TAZ gets so much criticism by people who purport to like it; I have yet to hear any that doesn't have a background of "go back to how it used to be!".
posted by sagc at 3:35 PM on May 11 [2 favorites]


Balance has become an albatross

Absolutely this, 100%. They're completely misunderstanding how they got to the point of huge universe-saving arc-- by starting with the starter prewritten WotC campaign and.. stunting on it, for lack of a better way of putting it.

Back to prewritten campaigns as jumping off points please.
posted by supercres at 3:50 PM on May 11 [1 favorite]


> The corpse in the library, they've repeatedly said that they're using this to generate the world for their next campaign.

Ah, good!
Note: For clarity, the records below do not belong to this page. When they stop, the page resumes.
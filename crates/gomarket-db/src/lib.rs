//! # gomarket-db: Database Layer for the GoMarket cart
//!
//! This crate provides the SQLite-backed key-value store the cart snapshot
//! is persisted to. It uses sqlx for async operations.
//!
//! ## Architecture Position
//! ```text
//! ┌─────────────────────────────────────────────────────────────────────────┐
//! │                        GoMarket Cart Data Flow                          │
//! │                                                                         │
//! │  CartService (gomarket-cart) ── gateway.set(key, snapshot)             │
//! │       │                                                                 │
//! │       ▼                                                                 │
//! │  ┌─────────────────────────────────────────────────────────────────┐   │
//! │  │                     gomarket-db (THIS CRATE)                    │   │
//! │  │                                                                 │   │
//! │  │   ┌───────────────┐    ┌────────────────────┐  ┌─────────────┐  │   │
//! │  │   │   Database    │    │    Repository      │  │ Migrations  │  │   │
//! │  │   │   (pool.rs)   │◄───│     (kv.rs)        │  │ (embedded)  │  │   │
//! │  │   │ SqlitePool    │    │ KeyValueRepository │  │ 001_kv.sql  │  │   │
//! │  │   └───────────────┘    └────────────────────┘  └─────────────┘  │   │
//! │  └─────────────────────────────────────────────────────────────────┘   │
//! │       │                                                                 │
//! │       ▼                                                                 │
//! │  ┌─────────────────────────────────────────────────────────────────┐   │
//! │  │                     SQLite Database (gomarket.db)               │   │
//! │  └─────────────────────────────────────────────────────────────────┘   │
//! └─────────────────────────────────────────────────────────────────────────┘
//! ```
//!
//! ## Module Organization
//!
//! - [`pool`] - Connection pool creation and configuration
//! - [`migrations`] - Embedded database migrations
//! - [`error`] - Database error types
//! - [`repository`] - Repository implementations
//!
//! ## Usage
//!
//! ```rust,ignore
//! use gomarket_db::{Database, DbConfig};
//!
//! let db = Database::new(DbConfig::new("path/to/gomarket.db")).await?;
//!
//! db.key_values().set("@GoMarketplace:products", "[]").await?;
//! let stored = db.key_values().get("@GoMarketplace:products").await?;
//! ```

// =============================================================================
// Module Declarations
// =============================================================================

pub mod error;
pub mod migrations;
pub mod pool;
pub mod repository;

// =============================================================================
// Re-exports
// =============================================================================

pub use error::{DbError, DbResult};
pub use pool::{Database, DbConfig};

pub use repository::kv::KeyValueRepository;
#[cfg(test)]
mod tests {
    use super::*;
    use std::sync::atomic::{AtomicBool, Ordering};
    use std::time::Duration;

    use async_trait::async_trait;
    use gomarket_core::{decode_snapshot, PRODUCTS_STORAGE_KEY};

    use crate::gateway::{GatewayError, MemoryGateway};

    /// Gateway whose reads never complete while `stalled` is set.
    #[derive(Debug)]
    struct StalledGateway {
        inner: MemoryGateway,
        stalled: AtomicBool,
    }

    #[async_trait]
    impl PersistenceGateway for StalledGateway {
        async fn get(&self, key: &str) -> Result<Option<String>, GatewayError> {
            if self.stalled.load(Ordering::SeqCst) {
                std::future::pending::<()>().await;
            }
            self.inner.get(key).await
        }

        async fn set(&self, key: &str, value: String) -> Result<(), GatewayError> {
            self.inner.set(key, value).await
        }
    }

    /// Gateway that yields to the scheduler before every read.
    #[derive(Debug, Default)]
    struct SlowReadGateway {
        inner: MemoryGateway,
    }

    #[async_trait]
    impl PersistenceGateway for SlowReadGateway {
        async fn get(&self, key: &str) -> Result<Option<String>, GatewayError> {
            for _ in 0..5 {
                tokio::task::yield_now().await;
            }
            self.inner.get(key).await
        }

        async fn set(&self, key: &str, value: String) -> Result<(), GatewayError> {
            self.inner.set(key, value).await
        }
    }

    fn shoe() -> NewLineItem {
        NewLineItem::new("1", "Shoe", "u", 100.0)
    }

    fn memory_api() -> (CartApi, Arc<MemoryGateway>) {
        let gateway = Arc::new(MemoryGateway::new());
        let api = CartApi::new(gateway.clone(), &CartConfig::default());
        (api, gateway)
    }

    #[tokio::test]
    async fn test_calls_before_init_are_rejected() {
        let (api, _) = memory_api();

        assert_eq!(api.lifecycle(), Lifecycle::Uninitialized);
        assert!(matches!(
            api.products(),
            Err(CartError::Configuration { operation: "products", .. })
        ));
        assert!(matches!(
            api.add_to_cart(shoe()).await,
            Err(CartError::Configuration { operation: "add_to_cart", .. })
        ));
        assert!(api.subscribe().is_err());
    }

    #[tokio::test]
    async fn test_init_then_use() {
        let (api, gateway) = memory_api();

        assert!(api.init().await.unwrap().is_empty());
        assert_eq!(api.lifecycle(), Lifecycle::Ready);

        api.add_to_cart(shoe()).await.unwrap();
        api.add_to_cart(shoe()).await.unwrap();
        api.decrement("1").await.unwrap();

        let cart = api.products().unwrap();
        assert_eq!(cart.get("1").map(|i| i.quantity), Some(1));

        let stored = gateway.value(PRODUCTS_STORAGE_KEY).await.unwrap();
        assert_eq!(decode_snapshot(&stored).unwrap(), cart);
    }

    #[tokio::test]
    async fn test_second_init_is_rejected() {
        let (api, _) = memory_api();
        api.init().await.unwrap();

        let err = api.init().await.unwrap_err();
        assert_eq!(err.to_string(), "Cart misuse in init: cart is ready");
        assert_eq!(api.lifecycle(), Lifecycle::Ready);
    }

    #[tokio::test]
    async fn test_failed_init_can_be_retried() {
        let gateway = Arc::new(MemoryGateway::with_entry(PRODUCTS_STORAGE_KEY, "garbage"));
        let config = CartConfig::default()
            .corrupt_snapshot(crate::config::CorruptSnapshotPolicy::Reject);
        let api = CartApi::new(gateway.clone(), &config);

        assert!(matches!(api.init().await, Err(CartError::HydrationParse(_))));
        assert_eq!(api.lifecycle(), Lifecycle::Uninitialized);

        gateway
            .set(PRODUCTS_STORAGE_KEY, "[]".to_string())
            .await
            .unwrap();
        api.init().await.unwrap();
        assert_eq!(api.lifecycle(), Lifecycle::Ready);
    }

    #[tokio::test]
    async fn test_cancelled_init_can_be_retried() {
        let gateway = Arc::new(StalledGateway {
            inner: MemoryGateway::new(),
            stalled: AtomicBool::new(true),
        });
        let api = CartApi::new(gateway.clone(), &CartConfig::default());

        let cancelled = tokio::time::timeout(Duration::from_millis(50), api.init()).await;
        assert!(cancelled.is_err());
        assert_eq!(api.lifecycle(), Lifecycle::Uninitialized);

        gateway.stalled.store(false, Ordering::SeqCst);
        api.init().await.unwrap();
        assert_eq!(api.lifecycle(), Lifecycle::Ready);
        api.add_to_cart(shoe()).await.unwrap();
    }

    #[tokio::test]
    async fn test_dispose_after_cancelled_init() {
        let gateway = Arc::new(StalledGateway {
            inner: MemoryGateway::new(),
            stalled: AtomicBool::new(true),
        });
        let api = CartApi::new(gateway, &CartConfig::default());

        let cancelled = tokio::time::timeout(Duration::from_millis(50), api.init()).await;
        assert!(cancelled.is_err());

        api.dispose().await.unwrap();
        assert_eq!(api.lifecycle(), Lifecycle::Disposed);
    }

    #[tokio::test]
    async fn test_dispose_during_init() {
        let api = CartApi::new(Arc::new(SlowReadGateway::default()), &CartConfig::default());

        let (init, disposed) = tokio::join!(api.init(), async {
            tokio::task::yield_now().await;
            api.dispose().await
        });

        disposed.unwrap();
        assert!(matches!(init, Err(CartError::Configuration { .. })));
        assert_eq!(api.lifecycle(), Lifecycle::Disposed);
        assert!(api.products().is_err());
    }

    #[tokio::test]
    async fn test_dispose_ends_lifecycle() {
        let (api, _) = memory_api();
        api.init().await.unwrap();
        api.add_to_cart(shoe()).await.unwrap();

        api.dispose().await.unwrap();
        assert_eq!(api.lifecycle(), Lifecycle::Disposed);

        assert!(matches!(
            api.increment("1").await,
            Err(CartError::Configuration { .. })
        ));
        assert!(api.products().is_err());
        assert!(api.init().await.is_err());
        assert!(api.dispose().await.is_err());
    }

    #[tokio::test]
    async fn test_dispose_without_init() {
        let (api, _) = memory_api();
        api.dispose().await.unwrap();
        assert_eq!(api.lifecycle(), Lifecycle::Disposed);
    }

    #[tokio::test]
    async fn test_subscribe_sees_commits() {
        let (api, _) = memory_api();
        api.init().await.unwrap();
        let mut receiver = api.subscribe().unwrap();

        api.add_to_cart(shoe()).await.unwrap();

        assert!(receiver.has_changed().unwrap());
        assert_eq!(receiver.borrow_and_update().len(), 1);
    }

    #[tokio::test]
    async fn test_sqlite_gateway_survives_restart() {
        let db = Database::new(DbConfig::in_memory()).await.unwrap();
        let config = CartConfig::default();

        let first = CartApi::new(Arc::new(SqliteGateway::new(&db)), &config);
        first.init().await.unwrap();
        first.add_to_cart(shoe()).await.unwrap();
        first.increment("1").await.unwrap();
        first.dispose().await.unwrap();

        let second = CartApi::new(Arc::new(SqliteGateway::new(&db)), &config);
        let cart = second.init().await.unwrap();
        assert_eq!(cart, first_cart_quantity(2));
    }

    #[tokio::test]
    async fn test_open_creates_database_file() {
        let dir = std::env::temp_dir().join(format!("gomarket-cart-test-{}", std::process::id()));
        let path = dir.join("nested").join("cart.db");
        let config = CartConfig::default().database_path(path.clone());

        let api = CartApi::open(config.clone()).await.unwrap();
        api.init().await.unwrap();
        api.add_to_cart(shoe()).await.unwrap();
        api.dispose().await.unwrap();
        assert!(path.exists());

        let reopened = CartApi::open(config).await.unwrap();
        let cart = reopened.init().await.unwrap();
        assert_eq!(cart.get("1").map(|i| i.quantity), Some(1));
        reopened.dispose().await.unwrap();

        let _ = std::fs::remove_dir_all(&dir);
    }

    fn first_cart_quantity(quantity: u32) -> Cart {
        Cart::from_items(vec![gomarket_core::LineItem::from_candidate(
            &shoe(),
            quantity,
        )])
        .unwrap()
    }
}
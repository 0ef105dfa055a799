//! # Persistence Gateway
//!
//! The asynchronous key-value contract the cart is persisted through, and
//! the two gateways shipped with it.
//!
//! ```text
//! ┌─────────────────────────────────────────────────────────────────────────┐
//! │  CartService                                                            │
//! │       │  get(key) -> Option<String>     set(key, value)                 │
//! │       ▼                                                                 │
//! │  Arc<dyn PersistenceGateway>                                           │
//! │       │                                                                 │
//! │       ├── SqliteGateway ──► gomarket-db KeyValueRepository (kv_store)   │
//! │       └── MemoryGateway ──► HashMap (tests, ephemeral sessions)         │
//! └─────────────────────────────────────────────────────────────────────────┘
//! ```
//!
//! Values are opaque to the gateway: encoding belongs to the snapshot codec.

use std::collections::HashMap;

use async_trait::async_trait;
use thiserror::Error;
use tokio::sync::RwLock;

use gomarket_db::{Database, DbError, KeyValueRepository};

/// Errors raised by a persistence gateway.
#[derive(Debug, Error)]
pub enum GatewayError {
    /// The underlying database failed.
    #[error("Storage backend error: {0}")]
    Backend(#[from] DbError),

    /// The store refused the write.
    #[error("Write rejected: {0}")]
    Rejected(String),

    /// The store cannot be reached at all.
    #[error("Storage unavailable: {0}")]
    Unavailable(String),
}

impl GatewayError {
    /// Whether the same call may succeed later.
    ///
    /// Database errors defer to [`DbError::is_transient`]: a closed pool or a
    /// failed migration stays broken.
    pub fn is_transient(&self) -> bool {
        match self {
            GatewayError::Backend(err) => err.is_transient(),
            GatewayError::Rejected(_) | GatewayError::Unavailable(_) => true,
        }
    }
}

/// Asynchronous key-value store holding opaque string values.
///
/// Implementations serialize their own get/set calls; the cart never issues
/// two writes at once.
#[async_trait]
pub trait PersistenceGateway: Send + Sync + std::fmt::Debug {
    /// Returns the value under `key`, or `None` if it was never written.
    async fn get(&self, key: &str) -> Result<Option<String>, GatewayError>;

    /// Stores `value` under `key`, replacing any previous value.
    async fn set(&self, key: &str, value: String) -> Result<(), GatewayError>;
}

// =============================================================================
// SQLite Gateway
// =============================================================================

/// Gateway backed by the `kv_store` table of a [`Database`].
#[derive(Debug, Clone)]
pub struct SqliteGateway {
    repo: KeyValueRepository,
}

impl SqliteGateway {
    /// Creates a gateway over an open database.
    pub fn new(db: &Database) -> Self {
        SqliteGateway {
            repo: db.key_values(),
        }
    }
}

#[async_trait]
impl PersistenceGateway for SqliteGateway {
    async fn get(&self, key: &str) -> Result<Option<String>, GatewayError> {
        Ok(self.repo.get(key).await?)
    }

    async fn set(&self, key: &str, value: String) -> Result<(), GatewayError> {
        Ok(self.repo.set(key, &value).await?)
    }
}

// =============================================================================
// Memory Gateway
// =============================================================================

/// Gateway that keeps values in process memory.
#[derive(Debug, Default)]
pub struct MemoryGateway {
    entries: RwLock<HashMap<String, String>>,
}

impl MemoryGateway {
    /// Creates an empty gateway.
    pub fn new() -> Self {
        Self::default()
    }

    /// Creates a gateway pre-seeded with one value.
    pub fn with_entry(key: impl Into<String>, value: impl Into<String>) -> Self {
        let mut entries = HashMap::new();
        entries.insert(key.into(), value.into());
        MemoryGateway {
            entries: RwLock::new(entries),
        }
    }

    /// Current value under `key`.
    pub async fn value(&self, key: &str) -> Option<String> {
        self.entries.read().await.get(key).cloned()
    }
}

#[async_trait]
impl PersistenceGateway for MemoryGateway {
    async fn get(&self, key: &str) -> Result<Option<String>, GatewayError> {
        Ok(self.value(key).await)
    }

    async fn set(&self, key: &str, value: String) -> Result<(), GatewayError> {
        self.entries.write().await.insert(key.to_string(), value);
        Ok(())
    }
}
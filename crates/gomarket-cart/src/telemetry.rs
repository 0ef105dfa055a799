//! Tracing setup for binaries embedding the cart.

use tracing_subscriber::EnvFilter;

/// Filter used when `RUST_LOG` is unset.
pub const DEFAULT_LOG_FILTER: &str = "info,gomarket=debug,sqlx=warn";

/// Initializes the tracing subscriber.
///
/// ## Log Levels
/// - Default: INFO for everything, DEBUG for gomarket crates
/// - Set `RUST_LOG=debug` for verbose output
/// - Set `RUST_LOG=gomarket_cart=trace` for detailed cart logging
///
/// Returns `false` when a global subscriber was already installed.
pub fn init_tracing() -> bool {
    let filter = EnvFilter::try_from_default_env()
        .unwrap_or_else(|_| EnvFilter::new(DEFAULT_LOG_FILTER));

    tracing_subscriber::fmt()
        .with_env_filter(filter)
        .try_init()
        .is_ok()
}

#[cfg(test)]
mod tests {
    use super::*;

    #[test]
    fn test_default_filter_parses() {
        assert!(DEFAULT_LOG_FILTER.parse::<EnvFilter>().is_ok());
    }

    #[test]
    fn test_second_init_is_harmless() {
        init_tracing();
        assert!(!init_tracing());
    }
}
//! # Database Error Types
//!
//! Error types for database operations.
//!
//! ## Error Flow
//! ```text
//! ┌─────────────────────────────────────────────────────────────────────────┐
//! │                    Error Propagation                                    │
//! │                                                                         │
//! │  SQLite Error (sqlx::Error)                                            │
//! │       │                                                                 │
//! │       ▼                                                                 │
//! │  DbError (this module) ← Adds context and categorization               │
//! │       │                                                                 │
//! │       ▼                                                                 │
//! │  GatewayError (gomarket-cart) ← What the cart service sees             │
//! │       │                                                                 │
//! │       ▼                                                                 │
//! │  CartError::StorageRead / StorageWrite                                 │
//! └─────────────────────────────────────────────────────────────────────────┘
//! ```

use thiserror::Error;

/// Database operation errors.
#[derive(Debug, Error)]
pub enum DbError {
    /// Database connection failed.
    ///
    /// ## When This Occurs
    /// - Database file doesn't exist and can't be created
    /// - File permissions issue
    /// - Disk full
    #[error("Connection failed: {0}")]
    ConnectionFailed(String),

    /// Migration failed.
    #[error("Migration failed: {0}")]
    MigrationFailed(String),

    /// Query execution failed.
    ///
    /// ## When This Occurs
    /// - Runtime SQL error (locked database, constraint failure, I/O error)
    #[error("Query failed: {0}")]
    QueryFailed(String),

    /// Pool exhausted (all connections in use).
    #[error("Connection pool exhausted")]
    PoolExhausted,

    /// Internal database error.
    #[error("Internal database error: {0}")]
    Internal(String),
}

impl DbError {
    /// Whether retrying the same call later may succeed.
    pub fn is_transient(&self) -> bool {
        matches!(self, DbError::PoolExhausted | DbError::QueryFailed(_))
    }
}

/// Convert sqlx errors to DbError.
///
/// ## Error Mapping
/// ```text
/// sqlx::Error::Database       → DbError::QueryFailed
/// sqlx::Error::PoolTimedOut   → DbError::PoolExhausted
/// sqlx::Error::PoolClosed     → DbError::ConnectionFailed
/// Other                       → DbError::Internal
/// ```
impl From<sqlx::Error> for DbError {
    fn from(err: sqlx::Error) -> Self {
        match err {
            sqlx::Error::Database(db_err) => DbError::QueryFailed(db_err.message().to_string()),

            sqlx::Error::PoolTimedOut => DbError::PoolExhausted,

            sqlx::Error::PoolClosed => DbError::ConnectionFailed("Pool is closed".to_string()),

            _ => DbError::Internal(err.to_string()),
        }
    }
}

impl From<sqlx::migrate::MigrateError> for DbError {
    fn from(err: sqlx::migrate::MigrateError) -> Self {
        DbError::MigrationFailed(err.to_string())
    }
}

/// Result type for database operations.
pub type DbResult<T> = Result<T, DbError>;

#[cfg(test)]
mod tests {
    use super::*;

    #[test]
    fn test_sqlx_error_mapping() {
        assert!(matches!(
            DbError::from(sqlx::Error::PoolTimedOut),
            DbError::PoolExhausted
        ));
        assert!(matches!(
            DbError::from(sqlx::Error::PoolClosed),
            DbError::ConnectionFailed(_)
        ));
        assert!(matches!(
            DbError::from(sqlx::Error::RowNotFound),
            DbError::Internal(_)
        ));
    }

    #[test]
    fn test_is_transient() {
        assert!(DbError::PoolExhausted.is_transient());
        assert!(!DbError::MigrationFailed("bad".to_string()).is_transient());
    }
}
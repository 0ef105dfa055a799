//! # Database Pool Management
//!
//! Connection pool creation and configuration for SQLite.
//!
//! ## Architecture
//! ```text
//! ┌─────────────────────────────────────────────────────────────────────────┐
//! │                      Database Connection Pool                           │
//! │                                                                         │
//! │  Cart API startup                                                      │
//! │       │                                                                 │
//! │       ▼                                                                 │
//! │  DbConfig::new(path) ← Configure pool settings                         │
//! │       │                                                                 │
//! │       ▼                                                                 │
//! │  Database::new(config).await ← Create pool + run migrations            │
//! │       │                                                                 │
//! │       ▼                                                                 │
//! │  ┌─────────────────────────────────────────┐                           │
//! │  │            SqlitePool                   │                           │
//! │  │  ┌─────┐ ┌─────┐                        │                           │
//! │  │  │Conn1│ │Conn2│ ...                    │  (max_connections)        │
//! │  │  └─────┘ └─────┘                        │                           │
//! │  └─────────────────────────────────────────┘                           │
//! │       │                                                                 │
//! │       ▼                                                                 │
//! │  db.key_values() ──► KeyValueRepository (get / set)                    │
//! └─────────────────────────────────────────────────────────────────────────┘
//! ```
//!
//! ## WAL Mode
//! File databases run in WAL (Write-Ahead Logging) mode so snapshot reads
//! never wait on a snapshot write.

use sqlx::sqlite::{SqliteConnectOptions, SqliteJournalMode, SqlitePoolOptions, SqliteSynchronous};
use sqlx::SqlitePool;
use std::path::PathBuf;
use std::str::FromStr;
use std::time::Duration;
use tracing::{debug, info};

use crate::error::{DbError, DbResult};
use crate::migrations;
use crate::repository::kv::KeyValueRepository;

/// Path marker for an in-memory database.
const IN_MEMORY_PATH: &str = ":memory:";

// =============================================================================
// Configuration
// =============================================================================

/// Database configuration.
///
/// ## Example
/// ```rust,ignore
/// let config = DbConfig::new("/path/to/gomarket.db")
///     .max_connections(2)
///     .min_connections(1);
/// ```
#[derive(Debug, Clone)]
pub struct DbConfig {
    /// Path to the SQLite database file.
    pub database_path: PathBuf,

    /// Maximum number of connections in the pool.
    /// Default: 2 (one cart, one writer at a time)
    pub max_connections: u32,

    /// Minimum number of connections to keep alive.
    /// Default: 1
    pub min_connections: u32,

    /// Connection timeout duration.
    /// Default: 30 seconds
    pub connect_timeout: Duration,

    /// Idle timeout before closing a connection.
    /// Default: 10 minutes
    pub idle_timeout: Duration,

    /// Whether to run migrations on connect.
    /// Default: true
    pub run_migrations: bool,
}

impl DbConfig {
    /// Creates a new database configuration with the given path.
    ///
    /// ## Arguments
    /// * `path` - Path to the SQLite database file. Will be created if it doesn't exist.
    pub fn new(path: impl Into<PathBuf>) -> Self {
        DbConfig {
            database_path: path.into(),
            max_connections: 2,
            min_connections: 1,
            connect_timeout: Duration::from_secs(30),
            idle_timeout: Duration::from_secs(600),
            run_migrations: true,
        }
    }

    /// Sets the maximum number of connections.
    pub fn max_connections(mut self, max: u32) -> Self {
        self.max_connections = max;
        self
    }

    /// Sets the minimum number of connections.
    pub fn min_connections(mut self, min: u32) -> Self {
        self.min_connections = min;
        self
    }

    /// Sets the connection timeout.
    pub fn connect_timeout(mut self, timeout: Duration) -> Self {
        self.connect_timeout = timeout;
        self
    }

    /// Sets whether to run migrations on connect.
    pub fn run_migrations(mut self, run: bool) -> Self {
        self.run_migrations = run;
        self
    }

    /// Creates an in-memory database configuration (for testing).
    ///
    /// The database lives as long as the pool keeps its single connection.
    pub fn in_memory() -> Self {
        DbConfig {
            database_path: PathBuf::from(IN_MEMORY_PATH),
            max_connections: 1, // In-memory requires single connection
            min_connections: 1,
            connect_timeout: Duration::from_secs(5),
            idle_timeout: Duration::from_secs(60),
            run_migrations: true,
        }
    }

    /// Whether this configuration targets an in-memory database.
    pub fn is_in_memory(&self) -> bool {
        self.database_path.as_os_str() == IN_MEMORY_PATH
    }

    fn connect_options(&self) -> DbResult<SqliteConnectOptions> {
        if self.is_in_memory() {
            return SqliteConnectOptions::from_str("sqlite::memory:")
                .map_err(|e| DbError::ConnectionFailed(e.to_string()));
        }

        // sqlite://path?mode=rwc creates the file if it does not exist
        let connect_url = format!("sqlite://{}?mode=rwc", self.database_path.display());

        let options = SqliteConnectOptions::from_str(&connect_url)
            .map_err(|e| DbError::ConnectionFailed(e.to_string()))?
            .journal_mode(SqliteJournalMode::Wal)
            // May lose the last write on power loss, never corrupts
            .synchronous(SqliteSynchronous::Normal)
            .foreign_keys(true)
            .create_if_missing(true);

        Ok(options)
    }
}

// =============================================================================
// Database
// =============================================================================

/// Main database handle providing repository access.
#[derive(Debug, Clone)]
pub struct Database {
    /// The SQLite connection pool.
    pool: SqlitePool,
}

impl Database {
    /// Creates a new database connection pool.
    ///
    /// ## What This Does
    /// 1. Creates the database file if it doesn't exist
    /// 2. Configures SQLite (WAL, NORMAL synchronous, foreign keys)
    /// 3. Creates the connection pool
    /// 4. Runs migrations (if enabled)
    ///
    /// ## Returns
    /// * `Ok(Database)` - Ready-to-use database handle
    /// * `Err(DbError)` - Connection or migration failed
    pub async fn new(config: DbConfig) -> DbResult<Self> {
        info!(
            path = %config.database_path.display(),
            "Initializing database connection"
        );

        let connect_options = config.connect_options()?;

        debug!(in_memory = config.is_in_memory(), "Connection options configured");

        let pool = SqlitePoolOptions::new()
            .max_connections(config.max_connections)
            .min_connections(config.min_connections)
            .acquire_timeout(config.connect_timeout)
            .idle_timeout(Some(config.idle_timeout))
            .connect_with(connect_options)
            .await
            .map_err(|e| DbError::ConnectionFailed(e.to_string()))?;

        info!(
            max_connections = config.max_connections,
            "Database pool created"
        );

        let db = Database { pool };

        if config.run_migrations {
            db.run_migrations().await?;
        }

        Ok(db)
    }

    /// Runs database migrations.
    ///
    /// Idempotent: applied migrations are tracked in `_sqlx_migrations`.
    pub async fn run_migrations(&self) -> DbResult<()> {
        info!("Running database migrations");
        migrations::run_migrations(&self.pool).await?;
        info!("Migrations complete");
        Ok(())
    }

    /// Returns a reference to the connection pool.
    pub fn pool(&self) -> &SqlitePool {
        &self.pool
    }

    /// Returns the key-value repository.
    ///
    /// ## Example
    /// ```rust,ignore
    /// let snapshot = db.key_values().get("@GoMarketplace:products").await?;
    /// ```
    pub fn key_values(&self) -> KeyValueRepository {
        KeyValueRepository::new(self.pool.clone())
    }

    /// Closes the database connection pool.
    ///
    /// After calling close, all repository operations will fail.
    pub async fn close(&self) {
        info!("Closing database connection pool");
        self.pool.close().await;
    }
}

// =============================================================================
// Unit Tests
// =============================================================================

#[cfg(test)]
mod tests {
    use super::*;

    #[tokio::test]
    async fn test_in_memory_database() {
        let config = DbConfig::in_memory();
        let db = Database::new(config).await.unwrap();

        db.key_values().set("k", "v").await.unwrap();
        assert_eq!(db.key_values().get("k").await.unwrap().as_deref(), Some("v"));
    }

    #[tokio::test]
    async fn test_config_builder() {
        let config = DbConfig::new("/tmp/test.db")
            .max_connections(10)
            .min_connections(2)
            .run_migrations(false);

        assert_eq!(config.max_connections, 10);
        assert_eq!(config.min_connections, 2);
        assert!(!config.run_migrations);
        assert!(!config.is_in_memory());
        assert!(DbConfig::in_memory().is_in_memory());
    }

    #[tokio::test]
    async fn test_closed_database_rejects_queries() {
        let db = Database::new(DbConfig::in_memory()).await.unwrap();
        db.close().await;

        assert!(matches!(
            db.key_values().get("k").await,
            Err(DbError::ConnectionFailed(_))
        ));
    }
}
Thanks, I missed that (I blame car traffic).
posted by The corpse in the library at 4:02 PM on May 11


I think it'd be best if we kept the discussion in this post to the episode/season specifically, and if we want to branch out into bigger TAZ discussion, maybe start a Fanfare Talk post (or something else). I'm thinking about future readers who may not want to wade through meta-fanfare discussion if they just want to chat about the episode itself.
posted by curious nu at 5:32 PM on May 11 [2 favorites]


In retrospect, I suppose someone should have posted the The The Adventure Zone Zone episode which would have been a perfect place for this discussion.
posted by Mr.Encyclopedia at 4:17 PM on May 12


they're chasing the next story that they can turn into board games and graphic novels and cartoons and who knows what else.

Listening to the McElroys with the belief that they're this cynical, when their fundamental distinguishing characteristic is their insistence that they're not, seems like what GMs sometimes call "premise rejection". I just don't understand why anyone would bother.
posted by howfar at 7:39 AM on May 13


The thing about this sort of success, is that you don't have to be cynically or even consciously chasing it to be chasing it.
posted by wotsac at 7:38 PM on May 13


This was a good start and I enjoyed it. Looking forward to more.

(I'm pretty sure Griffin took contempt on the elections project because the whole goal of this shantytown is for people from all four nations to join together in a new world, leaving the old behind. Travis' elections were about getting representatives from the four nations to bicker with each other, and thus perpetuating those conflicts.)
posted by Scattercat at 3:37 PM on May 16


> (I'm pretty sure Griffin took contempt on the elections project because...)

My guess (at the time) was he did it because he was afraid elections would sandbag the worldbuilding. Action, not discussion!